▶ [EXERCISE GOAL]: Line count for "Fulfilled": state how many lines of the listing below contain it, without anything else.
- Opening Delimiter -
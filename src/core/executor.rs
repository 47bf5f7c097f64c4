//! # Executor: drives a bounded-concurrency run from admission to settlement.
//!
//! The [`Executor`] owns the run configuration and the registered progress
//! sinks. Each call to [`Executor::run_settled`] or
//! [`Executor::run_fail_fast`] drives one complete run:
//!
//! ```text
//! Inputs:
//!   Vec<I> ──► Task{value, index} per input, FIFO pending queue
//!
//! Admission:
//!   while active < max_concurrent: pop front ──► launch() on JoinSet
//!
//! Completion loop (join_next() serializes all bookkeeping):
//!   (index, Ok(value))  ──► results[index] = Fulfilled(value)
//!   (index, Err(e))     ──► settle-all:  results[index] = Rejected(e)
//!                       ──► fail-fast:   abort, cancel token,
//!                                        detach in-flight, return Err
//!   then: emit one ProgressReport ──► admit next queued task
//!
//! Settlement (exactly once per run):
//!   JoinSet drained ──► Ok(results)          (all slots populated)
//!   first failure   ──► Err(TaskFailed)      (fail-fast only)
//! ```
//!
//! ## Rules
//! - `active` never exceeds `max_concurrent`; the ceiling is the
//!   backpressure mechanism.
//! - Result placement is by input index, independent of completion order.
//! - Progress is reported in completion order, never after an abort.
//! - Started tasks are never force-aborted: on fail-fast abort they are
//!   detached with a cancelled token and finish silently in the background.

use std::collections::VecDeque;
use std::sync::Arc;

use tokio::task::JoinSet;
use tokio_util::sync::CancellationToken;

use crate::config::RunConfig;
use crate::core::launch::launch;
use crate::core::state::RunState;
use crate::error::RunError;
use crate::progress::{ProgressReport, ProgressSink};
use crate::results::Settled;
use crate::tasks::{Task, TransformRef};

/// Drives bounded-concurrency runs over ordered inputs.
///
/// ## Example
/// ```rust
/// use tokio_util::sync::CancellationToken;
/// use taskcap::{Executor, RunConfig, TaskError, TransformFn, TransformRef};
///
/// #[tokio::main(flavor = "current_thread")]
/// async fn main() -> Result<(), Box<dyn std::error::Error>> {
///     let double: TransformRef<u32, u32> =
///         TransformFn::arc(|n: u32, _ctx: CancellationToken| async move {
///             Ok::<_, TaskError>(n * 2)
///         });
///
///     let exec = Executor::new(RunConfig::new(3));
///     let results = exec.run_fail_fast(vec![1, 2, 3, 4], double).await?;
///     assert_eq!(results, vec![2, 4, 6, 8]);
///     Ok(())
/// }
/// ```
pub struct Executor {
    /// Run configuration.
    pub cfg: RunConfig,
    sinks: Vec<Arc<dyn ProgressSink>>,
}

impl Executor {
    /// Creates an executor with no progress sinks.
    pub fn new(cfg: RunConfig) -> Self {
        Self::builder(cfg).build()
    }

    /// Starts building an executor with the given config.
    pub fn builder(cfg: RunConfig) -> ExecutorBuilder {
        ExecutorBuilder {
            cfg,
            sinks: Vec::new(),
        }
    }

    /// Runs the transform over all inputs, settling every task.
    ///
    /// Task failures are captured locally: slot `i` holds the tagged
    /// outcome of `inputs[i]`, and the run itself succeeds once every
    /// task has settled, however many of them failed.
    ///
    /// Fails only at the boundary ([`RunError::InvalidConcurrency`]) or on
    /// an internal invariant violation.
    pub async fn run_settled<I, T>(
        &self,
        inputs: Vec<I>,
        transform: TransformRef<I, T>,
    ) -> Result<Vec<Settled<T>>, RunError>
    where
        I: Send + 'static,
        T: Send + 'static,
    {
        self.drive(inputs, transform, false).await
    }

    /// Runs the transform over all inputs, aborting on the first failure.
    ///
    /// On success, slot `i` holds the plain value produced from `inputs[i]`.
    /// On the first failure the run settles immediately with
    /// [`RunError::TaskFailed`]: queued tasks are never started, in-flight
    /// tasks get their [`CancellationToken`] cancelled and finish silently
    /// in the background, and no further progress is reported.
    pub async fn run_fail_fast<I, T>(
        &self,
        inputs: Vec<I>,
        transform: TransformRef<I, T>,
    ) -> Result<Vec<T>, RunError>
    where
        I: Send + 'static,
        T: Send + 'static,
    {
        let settled = self.drive(inputs, transform, true).await?;
        settled
            .into_iter()
            .map(Settled::into_value)
            .collect::<Option<Vec<_>>>()
            .ok_or_else(|| RunError::Internal {
                detail: "rejected outcome survived a fail-fast run".to_string(),
            })
    }

    /// The completion loop shared by both run modes.
    async fn drive<I, T>(
        &self,
        inputs: Vec<I>,
        transform: TransformRef<I, T>,
        fail_fast: bool,
    ) -> Result<Vec<Settled<T>>, RunError>
    where
        I: Send + 'static,
        T: Send + 'static,
    {
        self.cfg.validate()?;
        let limit = self.cfg.max_concurrent;

        let pending: VecDeque<Task<I>> = inputs
            .into_iter()
            .enumerate()
            .map(|(index, value)| Task::new(value, index))
            .collect();

        let mut state = RunState::new(pending);
        let mut set: JoinSet<_> = JoinSet::new();
        let ctx = CancellationToken::new();

        // Initial admission: up to `limit` tasks, in input order. For an
        // empty input the loop below never runs and the run settles here.
        while let Some(task) = state.next_admission(limit) {
            launch(&mut set, &transform, task, &ctx);
        }

        while let Some(joined) = set.join_next().await {
            let (index, outcome) = joined.map_err(|err| RunError::Internal {
                detail: format!("join handle lost: {err}"),
            })?;

            match outcome {
                Ok(value) => state.record(index, Settled::Fulfilled(value)),
                Err(reason) if fail_fast => {
                    state.abort();
                    ctx.cancel();
                    set.detach_all();
                    return Err(RunError::TaskFailed { index, reason });
                }
                Err(reason) => state.record(index, Settled::Rejected(reason)),
            }

            self.emit_progress(state.done(), state.total()).await;

            if let Some(task) = state.next_admission(limit) {
                launch(&mut set, &transform, task, &ctx);
            }
        }

        debug_assert!(state.is_complete());
        state.into_results().ok_or_else(|| RunError::Internal {
            detail: "result slot left unfilled".to_string(),
        })
    }

    /// Builds one report and hands it to every sink, in registration order.
    async fn emit_progress(&self, done: usize, total: usize) {
        if self.sinks.is_empty() {
            return;
        }
        let report = ProgressReport::new(done, total);
        for sink in &self.sinks {
            sink.on_progress(&report).await;
        }
    }
}

/// Builder for [`Executor`].
pub struct ExecutorBuilder {
    cfg: RunConfig,
    sinks: Vec<Arc<dyn ProgressSink>>,
}

impl ExecutorBuilder {
    /// Registers a progress sink; may be called repeatedly.
    ///
    /// Sinks are notified in registration order after every completion.
    pub fn with_progress(mut self, sink: Arc<dyn ProgressSink>) -> Self {
        self.sinks.push(sink);
        self
    }

    /// Finishes the builder.
    pub fn build(self) -> Executor {
        Executor {
            cfg: self.cfg,
            sinks: self.sinks,
        }
    }
}
//! # Simple logging sink for debugging and demos.
//!
//! [`LogProgress`] prints each report to stdout in a human-readable format.
//! This is primarily useful for development, debugging, and examples.
//!
//! ## Output format
//! ```text
//! [progress] done=3 total=14 (21.43%)
//! ```

use async_trait::async_trait;

use crate::progress::report::ProgressReport;
use crate::progress::sink::ProgressSink;

/// Simple stdout progress sink.
///
/// Enabled via the `logging` feature. Not intended for production use -
/// implement a custom [`ProgressSink`] for structured logging or metrics
/// collection.
pub struct LogProgress;

#[async_trait]
impl ProgressSink for LogProgress {
    async fn on_progress(&self, report: &ProgressReport) {
        println!(
            "[progress] done={} total={} ({:.2}%)",
            report.done, report.total, report.percentage
        );
    }

    fn name(&self) -> &'static str {
        "log"
    }
}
- Closing Delimiter -
▶ [RESPONSE]: 2